Would you reproduce, without any alteration, the lines from the opening line of the entries through the line that has "pub const DEBOUNCE_QUIET_PERIOD: Duration" in it?
Start of The input
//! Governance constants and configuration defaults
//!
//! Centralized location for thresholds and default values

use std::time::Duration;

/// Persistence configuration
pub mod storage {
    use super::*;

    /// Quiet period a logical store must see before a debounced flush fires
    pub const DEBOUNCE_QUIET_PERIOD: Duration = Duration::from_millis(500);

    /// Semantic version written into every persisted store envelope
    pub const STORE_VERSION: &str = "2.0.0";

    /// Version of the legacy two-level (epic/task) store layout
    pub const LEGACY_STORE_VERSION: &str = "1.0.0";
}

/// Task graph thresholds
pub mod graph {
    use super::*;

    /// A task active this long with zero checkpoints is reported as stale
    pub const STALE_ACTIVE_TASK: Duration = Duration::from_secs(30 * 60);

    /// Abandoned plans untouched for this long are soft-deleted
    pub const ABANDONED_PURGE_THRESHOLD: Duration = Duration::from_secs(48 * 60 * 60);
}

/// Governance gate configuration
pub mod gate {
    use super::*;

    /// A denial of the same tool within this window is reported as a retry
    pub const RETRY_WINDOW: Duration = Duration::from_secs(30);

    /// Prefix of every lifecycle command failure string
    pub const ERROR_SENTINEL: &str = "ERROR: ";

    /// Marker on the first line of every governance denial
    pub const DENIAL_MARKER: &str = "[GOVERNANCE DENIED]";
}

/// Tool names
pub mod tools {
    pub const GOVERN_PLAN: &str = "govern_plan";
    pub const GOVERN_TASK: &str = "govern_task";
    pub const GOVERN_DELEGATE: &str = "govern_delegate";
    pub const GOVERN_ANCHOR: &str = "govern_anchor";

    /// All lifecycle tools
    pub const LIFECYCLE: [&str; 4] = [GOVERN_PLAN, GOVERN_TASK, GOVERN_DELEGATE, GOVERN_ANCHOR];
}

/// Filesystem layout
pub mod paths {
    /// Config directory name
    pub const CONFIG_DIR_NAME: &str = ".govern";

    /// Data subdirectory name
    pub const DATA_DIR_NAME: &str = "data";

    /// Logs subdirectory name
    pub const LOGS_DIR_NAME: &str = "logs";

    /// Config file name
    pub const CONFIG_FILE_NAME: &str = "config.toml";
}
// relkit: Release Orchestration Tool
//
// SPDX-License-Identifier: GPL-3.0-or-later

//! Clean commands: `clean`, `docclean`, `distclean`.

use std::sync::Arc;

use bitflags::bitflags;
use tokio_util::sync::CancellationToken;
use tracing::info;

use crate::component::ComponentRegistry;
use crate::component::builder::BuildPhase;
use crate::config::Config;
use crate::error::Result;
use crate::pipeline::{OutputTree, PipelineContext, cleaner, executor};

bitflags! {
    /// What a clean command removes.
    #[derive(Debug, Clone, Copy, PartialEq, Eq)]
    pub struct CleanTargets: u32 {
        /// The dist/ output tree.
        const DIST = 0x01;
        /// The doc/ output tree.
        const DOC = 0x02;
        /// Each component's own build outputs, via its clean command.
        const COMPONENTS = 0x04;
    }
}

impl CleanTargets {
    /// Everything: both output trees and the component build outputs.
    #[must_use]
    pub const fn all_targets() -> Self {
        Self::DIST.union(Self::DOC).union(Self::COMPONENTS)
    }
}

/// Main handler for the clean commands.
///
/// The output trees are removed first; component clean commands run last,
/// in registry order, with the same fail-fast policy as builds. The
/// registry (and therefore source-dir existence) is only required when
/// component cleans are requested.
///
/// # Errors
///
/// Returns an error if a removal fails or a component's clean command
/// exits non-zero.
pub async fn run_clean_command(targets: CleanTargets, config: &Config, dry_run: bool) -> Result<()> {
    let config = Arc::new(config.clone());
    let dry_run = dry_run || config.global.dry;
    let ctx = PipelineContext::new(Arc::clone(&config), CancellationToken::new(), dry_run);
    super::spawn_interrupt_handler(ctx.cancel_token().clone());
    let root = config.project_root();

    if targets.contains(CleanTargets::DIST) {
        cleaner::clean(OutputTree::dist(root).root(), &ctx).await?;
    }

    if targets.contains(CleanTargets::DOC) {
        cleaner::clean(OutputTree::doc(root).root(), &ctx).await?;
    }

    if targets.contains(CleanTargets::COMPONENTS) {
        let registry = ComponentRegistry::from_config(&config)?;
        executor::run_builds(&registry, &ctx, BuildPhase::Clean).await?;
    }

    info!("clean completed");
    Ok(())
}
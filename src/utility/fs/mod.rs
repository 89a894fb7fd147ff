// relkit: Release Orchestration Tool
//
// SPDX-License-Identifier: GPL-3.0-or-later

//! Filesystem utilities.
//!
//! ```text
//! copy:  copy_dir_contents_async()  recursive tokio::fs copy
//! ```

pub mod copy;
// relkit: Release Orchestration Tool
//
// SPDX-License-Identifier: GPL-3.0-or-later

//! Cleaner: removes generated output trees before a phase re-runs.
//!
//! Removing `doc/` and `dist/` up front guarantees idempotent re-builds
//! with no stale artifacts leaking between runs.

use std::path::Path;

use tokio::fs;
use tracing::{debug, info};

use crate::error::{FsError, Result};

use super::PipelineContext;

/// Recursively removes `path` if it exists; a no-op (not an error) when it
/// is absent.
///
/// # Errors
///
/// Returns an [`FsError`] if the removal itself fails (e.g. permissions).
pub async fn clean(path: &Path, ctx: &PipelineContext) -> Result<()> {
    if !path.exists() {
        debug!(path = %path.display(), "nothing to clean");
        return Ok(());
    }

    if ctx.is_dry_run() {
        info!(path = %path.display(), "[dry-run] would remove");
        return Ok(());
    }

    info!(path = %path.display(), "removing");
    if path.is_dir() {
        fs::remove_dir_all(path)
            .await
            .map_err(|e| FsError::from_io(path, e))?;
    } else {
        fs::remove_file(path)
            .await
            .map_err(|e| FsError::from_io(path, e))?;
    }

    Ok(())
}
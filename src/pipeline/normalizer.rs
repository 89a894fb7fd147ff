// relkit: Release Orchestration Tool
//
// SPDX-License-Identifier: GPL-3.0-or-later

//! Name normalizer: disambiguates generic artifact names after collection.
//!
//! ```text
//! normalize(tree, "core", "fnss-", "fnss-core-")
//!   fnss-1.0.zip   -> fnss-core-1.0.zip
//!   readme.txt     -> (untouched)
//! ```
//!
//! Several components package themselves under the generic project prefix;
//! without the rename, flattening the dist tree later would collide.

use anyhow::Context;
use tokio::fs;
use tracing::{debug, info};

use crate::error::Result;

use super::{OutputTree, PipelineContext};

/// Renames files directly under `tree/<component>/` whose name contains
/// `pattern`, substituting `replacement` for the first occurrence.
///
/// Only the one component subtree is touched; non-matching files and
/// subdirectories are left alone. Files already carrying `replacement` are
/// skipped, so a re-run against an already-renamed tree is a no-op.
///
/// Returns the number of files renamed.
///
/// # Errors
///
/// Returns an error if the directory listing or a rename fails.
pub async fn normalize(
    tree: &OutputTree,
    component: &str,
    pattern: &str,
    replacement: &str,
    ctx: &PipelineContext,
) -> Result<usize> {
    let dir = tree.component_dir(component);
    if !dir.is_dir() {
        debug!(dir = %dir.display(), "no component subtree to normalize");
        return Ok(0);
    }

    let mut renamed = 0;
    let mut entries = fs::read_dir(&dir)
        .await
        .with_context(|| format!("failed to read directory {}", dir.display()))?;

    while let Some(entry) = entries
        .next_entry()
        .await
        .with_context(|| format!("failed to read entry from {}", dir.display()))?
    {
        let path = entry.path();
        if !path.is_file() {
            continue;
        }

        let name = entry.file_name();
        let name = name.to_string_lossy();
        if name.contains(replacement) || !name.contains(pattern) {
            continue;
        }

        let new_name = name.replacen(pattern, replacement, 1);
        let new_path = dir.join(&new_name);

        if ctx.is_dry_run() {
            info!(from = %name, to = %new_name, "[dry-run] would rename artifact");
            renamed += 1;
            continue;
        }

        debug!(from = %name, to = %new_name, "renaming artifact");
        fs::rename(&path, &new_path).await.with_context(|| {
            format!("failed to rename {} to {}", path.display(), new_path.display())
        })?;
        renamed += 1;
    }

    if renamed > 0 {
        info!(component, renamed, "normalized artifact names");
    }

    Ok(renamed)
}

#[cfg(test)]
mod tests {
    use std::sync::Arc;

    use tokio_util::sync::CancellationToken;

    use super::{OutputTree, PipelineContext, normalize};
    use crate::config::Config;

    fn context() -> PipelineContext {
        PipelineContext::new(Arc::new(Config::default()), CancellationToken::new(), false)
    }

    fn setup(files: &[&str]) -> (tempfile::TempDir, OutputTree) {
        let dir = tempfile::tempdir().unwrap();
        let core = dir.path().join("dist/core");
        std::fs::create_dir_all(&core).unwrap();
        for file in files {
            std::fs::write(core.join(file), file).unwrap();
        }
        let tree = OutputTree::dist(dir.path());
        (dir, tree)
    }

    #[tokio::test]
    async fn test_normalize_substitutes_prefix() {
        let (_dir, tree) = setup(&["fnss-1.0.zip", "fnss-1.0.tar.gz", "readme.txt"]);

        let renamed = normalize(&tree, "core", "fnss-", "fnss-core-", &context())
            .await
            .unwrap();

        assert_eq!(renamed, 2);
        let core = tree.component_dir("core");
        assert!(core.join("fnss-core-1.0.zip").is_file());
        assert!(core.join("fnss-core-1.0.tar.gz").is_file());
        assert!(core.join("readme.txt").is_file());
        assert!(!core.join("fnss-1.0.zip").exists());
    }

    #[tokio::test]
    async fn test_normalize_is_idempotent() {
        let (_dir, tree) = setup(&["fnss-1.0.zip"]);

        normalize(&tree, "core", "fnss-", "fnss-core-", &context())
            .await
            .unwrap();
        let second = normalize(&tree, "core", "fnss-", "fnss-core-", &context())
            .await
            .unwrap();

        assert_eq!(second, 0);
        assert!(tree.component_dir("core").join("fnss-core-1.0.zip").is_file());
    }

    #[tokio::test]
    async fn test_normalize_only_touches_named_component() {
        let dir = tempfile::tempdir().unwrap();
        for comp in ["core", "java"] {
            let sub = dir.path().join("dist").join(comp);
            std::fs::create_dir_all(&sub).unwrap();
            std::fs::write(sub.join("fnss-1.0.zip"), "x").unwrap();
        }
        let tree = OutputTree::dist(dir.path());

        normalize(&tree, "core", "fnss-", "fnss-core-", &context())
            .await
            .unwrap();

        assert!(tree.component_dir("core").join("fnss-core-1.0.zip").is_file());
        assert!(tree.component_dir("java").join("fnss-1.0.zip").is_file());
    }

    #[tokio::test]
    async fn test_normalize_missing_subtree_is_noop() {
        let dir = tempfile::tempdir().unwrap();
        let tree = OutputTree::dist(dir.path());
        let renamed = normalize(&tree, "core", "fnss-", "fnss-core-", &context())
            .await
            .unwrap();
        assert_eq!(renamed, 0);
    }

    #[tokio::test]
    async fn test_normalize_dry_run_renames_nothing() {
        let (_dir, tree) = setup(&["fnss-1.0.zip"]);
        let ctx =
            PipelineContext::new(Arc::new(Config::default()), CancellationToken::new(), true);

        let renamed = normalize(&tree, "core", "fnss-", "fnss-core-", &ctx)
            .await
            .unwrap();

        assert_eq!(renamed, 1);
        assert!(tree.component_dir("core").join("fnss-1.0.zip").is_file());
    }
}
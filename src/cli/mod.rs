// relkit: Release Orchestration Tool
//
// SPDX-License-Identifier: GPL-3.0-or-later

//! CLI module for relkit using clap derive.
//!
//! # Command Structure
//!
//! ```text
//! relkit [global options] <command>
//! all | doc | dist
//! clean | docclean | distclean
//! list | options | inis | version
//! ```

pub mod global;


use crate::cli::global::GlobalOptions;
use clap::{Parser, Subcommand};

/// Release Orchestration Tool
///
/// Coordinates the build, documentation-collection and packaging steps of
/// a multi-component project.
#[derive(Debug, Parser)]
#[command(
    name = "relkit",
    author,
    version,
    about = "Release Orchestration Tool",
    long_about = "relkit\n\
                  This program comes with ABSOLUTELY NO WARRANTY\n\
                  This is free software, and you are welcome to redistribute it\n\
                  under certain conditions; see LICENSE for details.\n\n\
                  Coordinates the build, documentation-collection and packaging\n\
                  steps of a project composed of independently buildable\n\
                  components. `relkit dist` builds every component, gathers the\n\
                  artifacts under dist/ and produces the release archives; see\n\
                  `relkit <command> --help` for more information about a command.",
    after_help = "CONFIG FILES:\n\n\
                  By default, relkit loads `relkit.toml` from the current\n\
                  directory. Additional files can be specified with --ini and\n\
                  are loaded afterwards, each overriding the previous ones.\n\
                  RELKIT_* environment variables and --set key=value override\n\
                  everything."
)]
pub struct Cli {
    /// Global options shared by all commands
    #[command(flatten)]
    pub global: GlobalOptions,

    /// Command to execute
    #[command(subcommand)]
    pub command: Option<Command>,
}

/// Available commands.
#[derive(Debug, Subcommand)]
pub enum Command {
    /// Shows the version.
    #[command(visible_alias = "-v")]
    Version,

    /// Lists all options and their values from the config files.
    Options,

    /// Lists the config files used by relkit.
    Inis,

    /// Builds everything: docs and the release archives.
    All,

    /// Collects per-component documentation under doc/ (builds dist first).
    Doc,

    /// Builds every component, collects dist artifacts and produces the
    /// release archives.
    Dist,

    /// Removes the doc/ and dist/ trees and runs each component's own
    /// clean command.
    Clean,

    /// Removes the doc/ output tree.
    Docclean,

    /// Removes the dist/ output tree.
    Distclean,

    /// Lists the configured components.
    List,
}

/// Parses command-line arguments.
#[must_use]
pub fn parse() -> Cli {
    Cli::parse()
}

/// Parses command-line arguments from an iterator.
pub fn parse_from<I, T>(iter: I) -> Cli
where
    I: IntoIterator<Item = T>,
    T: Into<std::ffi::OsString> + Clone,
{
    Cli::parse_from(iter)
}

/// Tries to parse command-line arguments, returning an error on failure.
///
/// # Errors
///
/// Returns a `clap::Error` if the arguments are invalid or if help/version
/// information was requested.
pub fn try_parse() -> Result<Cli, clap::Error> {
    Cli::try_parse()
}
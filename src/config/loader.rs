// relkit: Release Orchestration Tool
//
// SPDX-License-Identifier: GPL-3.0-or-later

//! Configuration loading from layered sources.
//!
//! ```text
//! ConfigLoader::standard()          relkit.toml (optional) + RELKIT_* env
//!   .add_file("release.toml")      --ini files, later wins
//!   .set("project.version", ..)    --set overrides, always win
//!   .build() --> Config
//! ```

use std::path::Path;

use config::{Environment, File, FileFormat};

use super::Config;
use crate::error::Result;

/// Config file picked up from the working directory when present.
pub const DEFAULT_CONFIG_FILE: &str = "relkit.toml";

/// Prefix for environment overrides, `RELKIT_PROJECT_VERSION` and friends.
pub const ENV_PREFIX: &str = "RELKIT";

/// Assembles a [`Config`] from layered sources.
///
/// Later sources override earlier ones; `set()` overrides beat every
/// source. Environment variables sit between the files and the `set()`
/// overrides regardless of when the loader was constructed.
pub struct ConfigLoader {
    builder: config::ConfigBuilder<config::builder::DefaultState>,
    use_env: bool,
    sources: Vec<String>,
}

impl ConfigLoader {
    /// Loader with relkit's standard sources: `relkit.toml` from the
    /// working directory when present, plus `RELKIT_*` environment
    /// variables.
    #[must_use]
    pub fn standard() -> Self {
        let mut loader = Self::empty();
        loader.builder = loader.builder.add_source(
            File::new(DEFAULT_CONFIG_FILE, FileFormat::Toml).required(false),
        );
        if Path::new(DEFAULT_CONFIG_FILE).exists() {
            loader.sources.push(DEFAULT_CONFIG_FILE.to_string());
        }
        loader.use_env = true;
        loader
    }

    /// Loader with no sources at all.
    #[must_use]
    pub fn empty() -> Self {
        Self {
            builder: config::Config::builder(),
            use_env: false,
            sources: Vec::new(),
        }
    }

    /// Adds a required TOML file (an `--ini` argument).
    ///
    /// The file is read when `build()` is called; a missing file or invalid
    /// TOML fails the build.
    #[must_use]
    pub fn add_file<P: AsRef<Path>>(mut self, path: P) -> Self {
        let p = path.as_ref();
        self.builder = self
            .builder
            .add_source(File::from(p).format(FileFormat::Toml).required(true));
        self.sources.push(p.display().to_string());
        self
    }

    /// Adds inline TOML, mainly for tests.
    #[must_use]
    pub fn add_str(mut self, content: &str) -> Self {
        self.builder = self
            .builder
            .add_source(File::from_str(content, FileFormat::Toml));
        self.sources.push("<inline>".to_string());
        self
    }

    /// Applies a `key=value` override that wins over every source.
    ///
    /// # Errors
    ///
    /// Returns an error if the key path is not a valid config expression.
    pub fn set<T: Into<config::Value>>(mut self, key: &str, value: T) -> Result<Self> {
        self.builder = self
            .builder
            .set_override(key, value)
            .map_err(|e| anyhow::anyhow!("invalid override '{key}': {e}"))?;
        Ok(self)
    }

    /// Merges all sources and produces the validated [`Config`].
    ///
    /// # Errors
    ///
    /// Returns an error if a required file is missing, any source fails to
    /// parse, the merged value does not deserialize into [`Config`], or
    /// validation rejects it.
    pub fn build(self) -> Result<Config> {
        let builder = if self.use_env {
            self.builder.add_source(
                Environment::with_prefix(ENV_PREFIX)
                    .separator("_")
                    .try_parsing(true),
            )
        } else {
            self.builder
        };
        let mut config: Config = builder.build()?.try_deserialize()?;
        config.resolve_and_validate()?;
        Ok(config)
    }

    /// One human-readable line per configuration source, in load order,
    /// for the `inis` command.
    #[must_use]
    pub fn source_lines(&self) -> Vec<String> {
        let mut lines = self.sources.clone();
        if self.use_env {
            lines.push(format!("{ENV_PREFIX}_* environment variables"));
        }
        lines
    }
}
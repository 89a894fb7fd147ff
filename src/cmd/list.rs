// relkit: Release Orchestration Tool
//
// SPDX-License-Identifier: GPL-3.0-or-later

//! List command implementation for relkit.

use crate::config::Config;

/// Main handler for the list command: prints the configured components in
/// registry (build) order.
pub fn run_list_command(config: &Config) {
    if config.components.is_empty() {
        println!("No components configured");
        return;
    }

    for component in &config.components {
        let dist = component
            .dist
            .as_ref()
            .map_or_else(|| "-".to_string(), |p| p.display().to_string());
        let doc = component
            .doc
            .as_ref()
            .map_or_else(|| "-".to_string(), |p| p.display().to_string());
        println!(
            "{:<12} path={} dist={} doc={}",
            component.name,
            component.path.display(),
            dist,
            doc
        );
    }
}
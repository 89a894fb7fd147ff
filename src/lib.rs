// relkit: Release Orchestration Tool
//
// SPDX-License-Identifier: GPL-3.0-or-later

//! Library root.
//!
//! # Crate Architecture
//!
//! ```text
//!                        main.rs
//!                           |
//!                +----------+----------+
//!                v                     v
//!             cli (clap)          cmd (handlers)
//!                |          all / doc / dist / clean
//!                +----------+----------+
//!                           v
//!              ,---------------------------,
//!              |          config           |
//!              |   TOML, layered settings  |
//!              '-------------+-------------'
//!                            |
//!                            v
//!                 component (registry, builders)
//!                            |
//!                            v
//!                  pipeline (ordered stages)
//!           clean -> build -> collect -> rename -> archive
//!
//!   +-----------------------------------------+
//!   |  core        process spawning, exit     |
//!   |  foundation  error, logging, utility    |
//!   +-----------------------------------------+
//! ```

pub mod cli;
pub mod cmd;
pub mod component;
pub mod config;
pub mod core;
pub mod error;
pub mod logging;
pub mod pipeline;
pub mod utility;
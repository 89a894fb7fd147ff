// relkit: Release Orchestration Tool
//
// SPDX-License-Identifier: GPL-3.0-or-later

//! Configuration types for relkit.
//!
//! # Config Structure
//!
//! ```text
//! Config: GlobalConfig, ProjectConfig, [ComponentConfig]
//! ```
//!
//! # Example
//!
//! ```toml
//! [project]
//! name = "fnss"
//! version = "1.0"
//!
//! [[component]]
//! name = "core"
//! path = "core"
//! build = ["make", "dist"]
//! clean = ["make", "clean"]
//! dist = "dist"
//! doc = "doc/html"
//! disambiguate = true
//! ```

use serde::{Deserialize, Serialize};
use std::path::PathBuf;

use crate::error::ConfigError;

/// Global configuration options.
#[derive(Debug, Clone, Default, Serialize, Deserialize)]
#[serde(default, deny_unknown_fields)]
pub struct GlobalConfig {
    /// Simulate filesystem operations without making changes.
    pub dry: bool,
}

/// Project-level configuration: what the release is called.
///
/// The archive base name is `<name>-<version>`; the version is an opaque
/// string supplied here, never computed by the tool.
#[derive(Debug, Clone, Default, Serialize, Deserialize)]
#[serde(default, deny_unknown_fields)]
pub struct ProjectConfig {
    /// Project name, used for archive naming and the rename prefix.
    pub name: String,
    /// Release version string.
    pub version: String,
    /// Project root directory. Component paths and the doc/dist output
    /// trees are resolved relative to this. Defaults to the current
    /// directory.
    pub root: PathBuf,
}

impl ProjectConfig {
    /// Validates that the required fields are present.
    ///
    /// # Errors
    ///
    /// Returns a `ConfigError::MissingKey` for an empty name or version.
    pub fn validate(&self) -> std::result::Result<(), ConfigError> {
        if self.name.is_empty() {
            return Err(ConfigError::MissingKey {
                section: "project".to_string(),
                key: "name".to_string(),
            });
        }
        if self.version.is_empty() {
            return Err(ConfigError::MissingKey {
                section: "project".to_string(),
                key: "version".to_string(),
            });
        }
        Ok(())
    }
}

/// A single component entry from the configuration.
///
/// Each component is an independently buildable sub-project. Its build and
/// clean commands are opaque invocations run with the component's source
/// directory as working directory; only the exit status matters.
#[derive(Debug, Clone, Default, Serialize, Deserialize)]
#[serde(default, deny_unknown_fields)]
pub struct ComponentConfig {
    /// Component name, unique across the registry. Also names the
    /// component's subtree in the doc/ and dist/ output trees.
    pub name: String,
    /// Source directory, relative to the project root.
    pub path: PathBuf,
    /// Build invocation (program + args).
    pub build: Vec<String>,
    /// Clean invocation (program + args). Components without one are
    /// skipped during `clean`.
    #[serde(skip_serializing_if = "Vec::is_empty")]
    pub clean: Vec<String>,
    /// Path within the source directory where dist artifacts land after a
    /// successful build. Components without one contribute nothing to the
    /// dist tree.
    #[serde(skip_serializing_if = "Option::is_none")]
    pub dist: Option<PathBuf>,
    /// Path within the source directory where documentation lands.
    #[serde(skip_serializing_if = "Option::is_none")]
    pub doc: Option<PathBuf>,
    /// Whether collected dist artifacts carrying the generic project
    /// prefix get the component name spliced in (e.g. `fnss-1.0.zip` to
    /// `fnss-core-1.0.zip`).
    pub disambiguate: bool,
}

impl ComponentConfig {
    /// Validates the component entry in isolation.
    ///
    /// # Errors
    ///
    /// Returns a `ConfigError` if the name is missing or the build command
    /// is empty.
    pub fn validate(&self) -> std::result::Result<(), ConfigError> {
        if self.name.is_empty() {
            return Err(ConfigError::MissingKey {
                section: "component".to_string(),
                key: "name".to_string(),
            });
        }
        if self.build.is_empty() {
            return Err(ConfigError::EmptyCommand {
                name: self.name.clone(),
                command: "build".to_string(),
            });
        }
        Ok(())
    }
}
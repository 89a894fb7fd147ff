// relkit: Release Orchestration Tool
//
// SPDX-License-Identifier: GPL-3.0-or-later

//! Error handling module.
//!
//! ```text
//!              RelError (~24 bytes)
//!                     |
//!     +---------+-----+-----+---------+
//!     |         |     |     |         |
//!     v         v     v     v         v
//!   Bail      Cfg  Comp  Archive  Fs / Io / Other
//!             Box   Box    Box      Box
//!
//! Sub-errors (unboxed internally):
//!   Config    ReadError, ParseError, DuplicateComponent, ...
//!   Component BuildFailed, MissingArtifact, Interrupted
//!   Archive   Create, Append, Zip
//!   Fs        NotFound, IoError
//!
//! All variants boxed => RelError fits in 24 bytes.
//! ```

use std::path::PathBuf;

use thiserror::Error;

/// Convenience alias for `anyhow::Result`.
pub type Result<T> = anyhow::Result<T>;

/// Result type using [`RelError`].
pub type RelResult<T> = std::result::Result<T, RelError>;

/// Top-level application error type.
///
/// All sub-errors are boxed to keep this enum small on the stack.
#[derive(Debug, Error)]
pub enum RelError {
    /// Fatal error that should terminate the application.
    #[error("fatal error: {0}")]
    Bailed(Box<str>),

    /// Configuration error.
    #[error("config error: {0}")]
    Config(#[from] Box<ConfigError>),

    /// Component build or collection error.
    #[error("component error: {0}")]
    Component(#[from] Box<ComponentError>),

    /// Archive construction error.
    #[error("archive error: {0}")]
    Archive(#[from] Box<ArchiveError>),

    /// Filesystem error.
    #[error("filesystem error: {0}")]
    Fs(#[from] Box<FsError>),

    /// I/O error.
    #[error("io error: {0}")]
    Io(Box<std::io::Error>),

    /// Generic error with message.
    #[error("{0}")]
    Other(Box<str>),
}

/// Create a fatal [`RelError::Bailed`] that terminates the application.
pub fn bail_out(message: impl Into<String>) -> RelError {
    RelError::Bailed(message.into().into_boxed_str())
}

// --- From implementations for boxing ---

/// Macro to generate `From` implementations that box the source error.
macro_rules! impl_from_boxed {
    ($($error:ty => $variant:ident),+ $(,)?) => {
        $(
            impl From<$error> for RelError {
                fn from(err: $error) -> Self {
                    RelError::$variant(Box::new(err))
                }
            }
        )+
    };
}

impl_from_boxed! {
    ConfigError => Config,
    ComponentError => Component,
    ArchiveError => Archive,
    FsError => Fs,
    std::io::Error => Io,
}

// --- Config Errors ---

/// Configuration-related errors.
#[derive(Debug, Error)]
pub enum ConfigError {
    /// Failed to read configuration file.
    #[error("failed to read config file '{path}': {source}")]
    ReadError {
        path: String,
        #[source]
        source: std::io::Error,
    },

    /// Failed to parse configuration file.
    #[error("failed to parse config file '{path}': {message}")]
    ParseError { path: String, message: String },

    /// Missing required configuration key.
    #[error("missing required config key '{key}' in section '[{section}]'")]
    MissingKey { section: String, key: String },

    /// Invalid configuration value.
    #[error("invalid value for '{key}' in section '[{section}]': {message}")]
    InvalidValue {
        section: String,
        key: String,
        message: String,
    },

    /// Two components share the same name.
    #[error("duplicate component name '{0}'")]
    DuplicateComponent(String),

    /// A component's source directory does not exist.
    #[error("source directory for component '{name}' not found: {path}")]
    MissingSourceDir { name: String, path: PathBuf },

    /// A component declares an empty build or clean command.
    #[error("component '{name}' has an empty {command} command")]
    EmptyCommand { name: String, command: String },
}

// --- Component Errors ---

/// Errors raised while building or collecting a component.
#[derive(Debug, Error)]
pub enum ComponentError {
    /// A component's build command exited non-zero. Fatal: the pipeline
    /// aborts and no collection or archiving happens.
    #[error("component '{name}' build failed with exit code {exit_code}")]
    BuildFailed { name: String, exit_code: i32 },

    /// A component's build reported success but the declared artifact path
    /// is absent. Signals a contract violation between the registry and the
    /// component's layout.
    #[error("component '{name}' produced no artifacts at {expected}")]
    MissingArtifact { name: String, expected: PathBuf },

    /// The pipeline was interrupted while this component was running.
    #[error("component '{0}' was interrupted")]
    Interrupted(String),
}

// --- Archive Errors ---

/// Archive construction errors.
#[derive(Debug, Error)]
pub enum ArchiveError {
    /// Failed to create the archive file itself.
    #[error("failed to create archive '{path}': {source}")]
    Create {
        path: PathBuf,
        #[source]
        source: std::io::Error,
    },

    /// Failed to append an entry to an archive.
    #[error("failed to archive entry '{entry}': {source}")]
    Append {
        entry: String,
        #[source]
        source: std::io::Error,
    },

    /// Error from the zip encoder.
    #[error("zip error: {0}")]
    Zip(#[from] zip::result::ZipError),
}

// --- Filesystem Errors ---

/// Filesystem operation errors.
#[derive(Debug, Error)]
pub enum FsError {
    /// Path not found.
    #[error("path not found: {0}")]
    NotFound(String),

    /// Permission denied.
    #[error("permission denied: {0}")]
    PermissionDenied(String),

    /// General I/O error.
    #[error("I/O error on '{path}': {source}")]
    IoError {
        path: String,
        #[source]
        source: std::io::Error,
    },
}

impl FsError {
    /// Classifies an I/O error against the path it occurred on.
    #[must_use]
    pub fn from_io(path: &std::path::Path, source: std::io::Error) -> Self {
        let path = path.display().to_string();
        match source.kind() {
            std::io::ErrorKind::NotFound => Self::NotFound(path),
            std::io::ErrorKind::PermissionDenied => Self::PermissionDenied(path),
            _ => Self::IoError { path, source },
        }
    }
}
End of The input
◆ **Your response**
//! Governance constants and configuration defaults
//!
//! Centralized location for thresholds and default values

use std::time::Duration;

/// Persistence configuration
pub mod storage {
    use super::*;

    /// Quiet period a logical store must see before a debounced flush fires
    pub const DEBOUNCE_QUIET_PERIOD: Duration = Duration::from_millis(500);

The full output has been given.